DATA UNDER STUDY ▸
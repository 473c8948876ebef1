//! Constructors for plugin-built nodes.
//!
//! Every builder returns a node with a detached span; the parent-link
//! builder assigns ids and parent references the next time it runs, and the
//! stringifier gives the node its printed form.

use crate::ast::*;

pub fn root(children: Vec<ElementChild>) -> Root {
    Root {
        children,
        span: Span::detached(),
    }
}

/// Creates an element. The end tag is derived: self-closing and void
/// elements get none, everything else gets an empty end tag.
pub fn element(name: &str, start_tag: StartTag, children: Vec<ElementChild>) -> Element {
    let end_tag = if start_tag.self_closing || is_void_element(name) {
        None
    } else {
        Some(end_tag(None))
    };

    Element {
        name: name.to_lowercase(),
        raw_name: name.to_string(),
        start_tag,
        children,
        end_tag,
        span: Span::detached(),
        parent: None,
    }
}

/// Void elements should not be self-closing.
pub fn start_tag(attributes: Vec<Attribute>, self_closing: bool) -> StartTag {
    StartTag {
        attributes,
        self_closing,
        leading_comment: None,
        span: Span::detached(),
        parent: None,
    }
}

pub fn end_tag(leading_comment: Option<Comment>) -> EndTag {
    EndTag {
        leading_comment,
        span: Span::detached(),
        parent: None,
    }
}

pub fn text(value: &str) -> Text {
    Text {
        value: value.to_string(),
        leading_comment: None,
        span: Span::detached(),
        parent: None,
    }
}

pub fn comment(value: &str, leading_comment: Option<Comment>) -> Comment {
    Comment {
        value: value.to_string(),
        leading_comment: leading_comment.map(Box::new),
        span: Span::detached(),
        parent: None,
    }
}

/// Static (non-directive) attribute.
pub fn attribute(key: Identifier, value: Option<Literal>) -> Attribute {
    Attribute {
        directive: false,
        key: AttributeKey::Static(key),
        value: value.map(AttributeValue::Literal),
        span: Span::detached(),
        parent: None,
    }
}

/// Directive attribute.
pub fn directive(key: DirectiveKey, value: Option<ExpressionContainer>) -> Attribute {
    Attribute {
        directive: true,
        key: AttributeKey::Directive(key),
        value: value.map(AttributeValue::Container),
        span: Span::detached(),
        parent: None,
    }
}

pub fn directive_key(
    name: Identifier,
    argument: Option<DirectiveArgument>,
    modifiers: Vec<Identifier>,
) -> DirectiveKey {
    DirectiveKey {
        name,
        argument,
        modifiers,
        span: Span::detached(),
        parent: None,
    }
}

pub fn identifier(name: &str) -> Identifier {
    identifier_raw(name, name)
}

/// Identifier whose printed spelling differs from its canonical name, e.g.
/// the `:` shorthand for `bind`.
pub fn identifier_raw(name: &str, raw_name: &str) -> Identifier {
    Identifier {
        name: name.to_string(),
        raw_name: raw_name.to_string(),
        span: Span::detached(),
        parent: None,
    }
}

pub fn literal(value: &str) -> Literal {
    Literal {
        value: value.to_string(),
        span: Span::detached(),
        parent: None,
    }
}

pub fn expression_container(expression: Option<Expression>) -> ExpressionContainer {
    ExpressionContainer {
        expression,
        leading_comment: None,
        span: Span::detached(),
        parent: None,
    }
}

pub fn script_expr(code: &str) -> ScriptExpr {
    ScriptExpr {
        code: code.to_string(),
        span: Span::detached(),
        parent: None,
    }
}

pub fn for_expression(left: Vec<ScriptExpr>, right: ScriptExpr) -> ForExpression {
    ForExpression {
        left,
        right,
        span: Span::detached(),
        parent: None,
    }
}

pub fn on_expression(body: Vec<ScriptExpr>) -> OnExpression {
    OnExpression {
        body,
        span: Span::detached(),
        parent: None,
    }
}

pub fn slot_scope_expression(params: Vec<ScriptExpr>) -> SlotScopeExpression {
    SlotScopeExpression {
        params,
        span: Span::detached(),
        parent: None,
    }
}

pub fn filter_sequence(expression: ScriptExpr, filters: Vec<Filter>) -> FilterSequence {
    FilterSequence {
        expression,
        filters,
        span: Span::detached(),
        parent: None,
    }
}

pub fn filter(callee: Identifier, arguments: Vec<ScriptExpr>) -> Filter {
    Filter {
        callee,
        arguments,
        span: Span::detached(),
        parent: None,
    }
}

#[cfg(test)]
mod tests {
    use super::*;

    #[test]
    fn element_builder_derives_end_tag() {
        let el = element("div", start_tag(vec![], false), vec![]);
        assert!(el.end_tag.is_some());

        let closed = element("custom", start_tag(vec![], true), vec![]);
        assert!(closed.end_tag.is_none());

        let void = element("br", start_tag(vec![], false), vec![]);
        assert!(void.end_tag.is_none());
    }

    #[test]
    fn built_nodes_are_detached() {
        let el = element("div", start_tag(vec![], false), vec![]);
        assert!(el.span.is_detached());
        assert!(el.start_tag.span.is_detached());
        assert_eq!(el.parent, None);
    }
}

WHAT THE EXERCISE ASKS ▸ Could you return exactly the stretch of the data above that starts at the line with "pub fn end_tag(leading_comment: Option<Comment>)" and ends at the line with "Static (non-directive) attribute.", both lines included?

TASK SOLUTION ▸
pub fn end_tag(leading_comment: Option<Comment>) -> EndTag {
    EndTag {
        leading_comment,
        span: Span::detached(),
        parent: None,
    }
}

pub fn text(value: &str) -> Text {
    Text {
        value: value.to_string(),
        leading_comment: None,
        span: Span::detached(),
        parent: None,
    }
}

pub fn comment(value: &str, leading_comment: Option<Comment>) -> Comment {
    Comment {
        value: value.to_string(),
        leading_comment: leading_comment.map(Box::new),
        span: Span::detached(),
        parent: None,
    }
}

/// Static (non-directive) attribute.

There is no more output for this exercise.